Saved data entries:
// SPDX-License-Identifier: MIT
// Copyright 2026 Roland Dreier <roland@rolandd.dev>

//! Routes for per-user session state: walk, dogs and notifications.

use crate::error::{AppError, Result};
use crate::middleware::auth::AuthUser;
use crate::models::{ActivityType, Dog, DogUpdate, NewDog, NewNotification, Notification, WalkStats};
use crate::services::walk::{format_duration, WalkState};
use crate::AppState;
use axum::{
    extract::{Path, State},
    http::StatusCode,
    routing::{get, post},
    Extension, Json, Router,
};
use serde::Serialize;
use std::sync::Arc;
use validator::Validate;

pub fn routes() -> Router<Arc<AppState>> {
    Router::new()
        .route("/api/walk", get(get_walk))
        .route("/api/walk/start", post(start_walk))
        .route("/api/walk/end", post(end_walk))
        .route("/api/dogs", get(list_dogs).post(add_dog))
        .route(
            "/api/dogs/{id}",
            get(get_dog).put(update_dog).delete(delete_dog),
        )
        .route(
            "/api/notifications",
            get(list_notifications).post(add_notification),
        )
        .route(
            "/api/notifications/{id}/read",
            post(mark_notification_read),
        )
        .route(
            "/api/notifications/{id}",
            axum::routing::delete(dismiss_notification),
        )
}

// ─── Walk ────────────────────────────────────────────────────

#[derive(Serialize)]
pub struct WalkResponse {
    #[serde(flatten)]
    pub state: WalkState,
    pub stats: WalkStats,
    /// `duration` formatted for display
    pub elapsed: String,
}

impl WalkResponse {
    fn new(state: WalkState, stats: WalkStats) -> Self {
        Self {
            state,
            elapsed: format_duration(stats.duration),
            stats,
        }
    }
}

async fn get_walk(
    State(state): State<Arc<AppState>>,
    Extension(user): Extension<AuthUser>,
) -> Json<WalkResponse> {
    let session = state.sessions.get_or_create(&user.user_id);
    let walk = session.walk();
    Json(WalkResponse::new(walk.state(), walk.stats()))
}

/// Start (or restart) a walk and tell friends about it.
async fn start_walk(
    State(state): State<Arc<AppState>>,
    Extension(user): Extension<AuthUser>,
) -> Json<WalkResponse> {
    let response = {
        let session = state.sessions.get_or_create(&user.user_id);
        let mut walk = session.walk();
        walk.start();
        WalkResponse::new(walk.state(), walk.stats())
    };

    state
        .activities
        .fan_out(&user, ActivityType::WalkStarted, serde_json::json!({}))
        .await;

    Json(response)
}

/// End the active walk and return its final stats.
async fn end_walk(
    State(state): State<Arc<AppState>>,
    Extension(user): Extension<AuthUser>,
) -> Result<Json<WalkResponse>> {
    let stats = {
        let session = state.sessions.get_or_create(&user.user_id);
        let mut walk = session.walk();
        walk.end()
    }
    .ok_or_else(|| AppError::BadRequest("No walk in progress".to_string()))?;

    let data = serde_json::json!({
        "duration": format_duration(stats.duration),
        "distance": stats.distance,
        "steps": stats.steps,
    });
    state
        .activities
        .fan_out(&user, ActivityType::WalkEnded, data)
        .await;

    Ok(Json(WalkResponse::new(WalkState::Idle, stats)))
}

// ─── Dogs ────────────────────────────────────────────────────

async fn list_dogs(
    State(state): State<Arc<AppState>>,
    Extension(user): Extension<AuthUser>,
) -> Json<Vec<Dog>> {
    let session = state.sessions.get_or_create(&user.user_id);
    let dogs = session.dogs().list().to_vec();
    Json(dogs)
}

async fn add_dog(
    State(state): State<Arc<AppState>>,
    Extension(user): Extension<AuthUser>,
    Json(new): Json<NewDog>,
) -> Result<(StatusCode, Json<Dog>)> {
    new.validate()?;
    let session = state.sessions.get_or_create(&user.user_id);
    let dog = session.dogs().add(new);
    tracing::debug!(user_id = %user.user_id, dog_id = %dog.id, "Dog added");
    Ok((StatusCode::CREATED, Json(dog)))
}

fn dog_not_found(id: &str) -> AppError {
    AppError::NotFound(format!("Dog {}", id))
}

async fn get_dog(
    State(state): State<Arc<AppState>>,
    Extension(user): Extension<AuthUser>,
    Path(id): Path<String>,
) -> Result<Json<Dog>> {
    let session = state.sessions.get_or_create(&user.user_id);
    let dog = session.dogs().get(&id).cloned();
    dog.map(Json).ok_or_else(|| dog_not_found(&id))
}

async fn update_dog(
    State(state): State<Arc<AppState>>,
    Extension(user): Extension<AuthUser>,
    Path(id): Path<String>,
    Json(update): Json<DogUpdate>,
) -> Result<Json<Dog>> {
    update.validate()?;
    let session = state.sessions.get_or_create(&user.user_id);
    let dog = session.dogs().update(&id, update);
    dog.map(Json).ok_or_else(|| dog_not_found(&id))
}

async fn delete_dog(
    State(state): State<Arc<AppState>>,
    Extension(user): Extension<AuthUser>,
    Path(id): Path<String>,
) -> Result<StatusCode> {
    let session = state.sessions.get_or_create(&user.user_id);
    let deleted = session.dogs().delete(&id);
    if deleted {
        Ok(StatusCode::NO_CONTENT)
    } else {
        Err(dog_not_found(&id))
    }
}

// ─── Notifications ───────────────────────────────────────────

#[derive(Serialize)]
pub struct NotificationsResponse {
    pub notifications: Vec<Notification>,
    pub unread_count: usize,
}

async fn list_notifications(
    State(state): State<Arc<AppState>>,
    Extension(user): Extension<AuthUser>,
) -> Json<NotificationsResponse> {
    let session = state.sessions.get_or_create(&user.user_id);
    let center = session.notifications();
    Json(NotificationsResponse {
        notifications: center.list().to_vec(),
        unread_count: center.unread_count(),
    })
}

async fn add_notification(
    State(state): State<Arc<AppState>>,
    Extension(user): Extension<AuthUser>,
    Json(new): Json<NewNotification>,
) -> Result<(StatusCode, Json<Notification>)> {
    new.validate()?;
    let session = state.sessions.get_or_create(&user.user_id);
    let notification = session.notifications().add(new);
    Ok((StatusCode::CREATED, Json(notification)))
}

fn notification_not_found(id: &str) -> AppError {
    AppError::NotFound(format!("Notification {}", id))
}

async fn mark_notification_read(
    State(state): State<Arc<AppState>>,
    Extension(user): Extension<AuthUser>,
    Path(id): Path<String>,
) -> Result<StatusCode> {
    let session = state.sessions.get_or_create(&user.user_id);
    let found = session.notifications().mark_as_read(&id);
    if found {
        Ok(StatusCode::NO_CONTENT)
    } else {
        Err(notification_not_found(&id))
    }
}

async fn dismiss_notification(
    State(state): State<Arc<AppState>>,
    Extension(user): Extension<AuthUser>,
    Path(id): Path<String>,
) -> Result<StatusCode> {
    let session = state.sessions.get_or_create(&user.user_id);
    let found = session.notifications().dismiss(&id);
    if found {
        Ok(StatusCode::NO_CONTENT)
    } else {
        Err(notification_not_found(&id))
    }
}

WORK REQUIRED:
Would you set down every entry again, exactly?

TASK RESPONSE:
// SPDX-License-Identifier: MIT
// Copyright 2026 Roland Dreier <roland@rolandd.dev>

//! Routes for per-user session state: walk, dogs and notifications.

use crate::error::{AppError, Result};
use crate::middleware::auth::AuthUser;
use crate::models::{ActivityType, Dog, DogUpdate, NewDog, NewNotification, Notification, WalkStats};
use crate::services::walk::{format_duration, WalkState};
use crate::AppState;
use axum::{
    extract::{Path, State},
    http::StatusCode,
    routing::{get, post},
    Extension, Json, Router,
};
use serde::Serialize;
use std::sync::Arc;
use validator::Validate;

pub fn routes() -> Router<Arc<AppState>> {
    Router::new()
        .route("/api/walk", get(get_walk))
        .route("/api/walk/start", post(start_walk))
        .route("/api/walk/end", post(end_walk))
        .route("/api/dogs", get(list_dogs).post(add_dog))
        .route(
            "/api/dogs/{id}",
            get(get_dog).put(update_dog).delete(delete_dog),
        )
        .route(
            "/api/notifications",
            get(list_notifications).post(add_notification),
        )
        .route(
            "/api/notifications/{id}/read",
            post(mark_notification_read),
        )
        .route(
            "/api/notifications/{id}",
            axum::routing::delete(dismiss_notification),
        )
}

// ─── Walk ────────────────────────────────────────────────────

#[derive(Serialize)]
pub struct WalkResponse {
    #[serde(flatten)]
    pub state: WalkState,
    pub stats: WalkStats,
    /// `duration` formatted for display
    pub elapsed: String,
}

impl WalkResponse {
    fn new(state: WalkState, stats: WalkStats) -> Self {
        Self {
            state,
            elapsed: format_duration(stats.duration),
            stats,
        }
    }
}

async fn get_walk(
    State(state): State<Arc<AppState>>,
    Extension(user): Extension<AuthUser>,
) -> Json<WalkResponse> {
    let session = state.sessions.get_or_create(&user.user_id);
    let walk = session.walk();
    Json(WalkResponse::new(walk.state(), walk.stats()))
}

/// Start (or restart) a walk and tell friends about it.
async fn start_walk(
    State(state): State<Arc<AppState>>,
    Extension(user): Extension<AuthUser>,
) -> Json<WalkResponse> {
    let response = {
        let session = state.sessions.get_or_create(&user.user_id);
        let mut walk = session.walk();
        walk.start();
        WalkResponse::new(walk.state(), walk.stats())
    };

    state
        .activities
        .fan_out(&user, ActivityType::WalkStarted, serde_json::json!({}))
        .await;

    Json(response)
}

/// End the active walk and return its final stats.
async fn end_walk(
    State(state): State<Arc<AppState>>,
    Extension(user): Extension<AuthUser>,
) -> Result<Json<WalkResponse>> {
    let stats = {
        let session = state.sessions.get_or_create(&user.user_id);
        let mut walk = session.walk();
        walk.end()
    }
    .ok_or_else(|| AppError::BadRequest("No walk in progress".to_string()))?;

    let data = serde_json::json!({
        "duration": format_duration(stats.duration),
        "distance": stats.distance,
        "steps": stats.steps,
    });
    state
        .activities
        .fan_out(&user, ActivityType::WalkEnded, data)
        .await;

    Ok(Json(WalkResponse::new(WalkState::Idle, stats)))
}

// ─── Dogs ────────────────────────────────────────────────────

async fn list_dogs(
    State(state): State<Arc<AppState>>,
    Extension(user): Extension<AuthUser>,
) -> Json<Vec<Dog>> {
    let session = state.sessions.get_or_create(&user.user_id);
    let dogs = session.dogs().list().to_vec();
    Json(dogs)
}

async fn add_dog(
    State(state): State<Arc<AppState>>,
    Extension(user): Extension<AuthUser>,
    Json(new): Json<NewDog>,
) -> Result<(StatusCode, Json<Dog>)> {
    new.validate()?;
    let session = state.sessions.get_or_create(&user.user_id);
    let dog = session.dogs().add(new);
    tracing::debug!(user_id = %user.user_id, dog_id = %dog.id, "Dog added");
    Ok((StatusCode::CREATED, Json(dog)))
}

fn dog_not_found(id: &str) -> AppError {
    AppError::NotFound(format!("Dog {}", id))
}

async fn get_dog(
    State(state): State<Arc<AppState>>,
    Extension(user): Extension<AuthUser>,
    Path(id): Path<String>,
) -> Result<Json<Dog>> {
    let session = state.sessions.get_or_create(&user.user_id);
    let dog = session.dogs().get(&id).cloned();
    dog.map(Json).ok_or_else(|| dog_not_found(&id))
}

async fn update_dog(
    State(state): State<Arc<AppState>>,
    Extension(user): Extension<AuthUser>,
    Path(id): Path<String>,
    Json(update): Json<DogUpdate>,
) -> Result<Json<Dog>> {
    update.validate()?;
    let session = state.sessions.get_or_create(&user.user_id);
    let dog = session.dogs().update(&id, update);
    dog.map(Json).ok_or_else(|| dog_not_found(&id))
}

async fn delete_dog(
    State(state): State<Arc<AppState>>,
    Extension(user): Extension<AuthUser>,
    Path(id): Path<String>,
) -> Result<StatusCode> {
    let session = state.sessions.get_or_create(&user.user_id);
    let deleted = session.dogs().delete(&id);
    if deleted {
        Ok(StatusCode::NO_CONTENT)
    } else {
        Err(dog_not_found(&id))
    }
}

// ─── Notifications ───────────────────────────────────────────

#[derive(Serialize)]
pub struct NotificationsResponse {
    pub notifications: Vec<Notification>,
    pub unread_count: usize,
}

async fn list_notifications(
    State(state): State<Arc<AppState>>,
    Extension(user): Extension<AuthUser>,
) -> Json<NotificationsResponse> {
    let session = state.sessions.get_or_create(&user.user_id);
    let center = session.notifications();
    Json(NotificationsResponse {
        notifications: center.list().to_vec(),
        unread_count: center.unread_count(),
    })
}

async fn add_notification(
    State(state): State<Arc<AppState>>,
    Extension(user): Extension<AuthUser>,
    Json(new): Json<NewNotification>,
) -> Result<(StatusCode, Json<Notification>)> {
    new.validate()?;
    let session = state.sessions.get_or_create(&user.user_id);
    let notification = session.notifications().add(new);
    Ok((StatusCode::CREATED, Json(notification)))
}

fn notification_not_found(id: &str) -> AppError {
    AppError::NotFound(format!("Notification {}", id))
}

async fn mark_notification_read(
    State(state): State<Arc<AppState>>,
    Extension(user): Extension<AuthUser>,
    Path(id): Path<String>,
) -> Result<StatusCode> {
    let session = state.sessions.get_or_create(&user.user_id);
    let found = session.notifications().mark_as_read(&id);
    if found {
        Ok(StatusCode::NO_CONTENT)
    } else {
        Err(notification_not_found(&id))
    }
}

async fn dismiss_notification(
    State(state): State<Arc<AppState>>,
    Extension(user): Extension<AuthUser>,
    Path(id): Path<String>,
) -> Result<StatusCode> {
    let session = state.sessions.get_or_create(&user.user_id);
    let found = session.notifications().dismiss(&id);
    if found {
        Ok(StatusCode::NO_CONTENT)
    } else {
        Err(notification_not_found(&id))
    }
}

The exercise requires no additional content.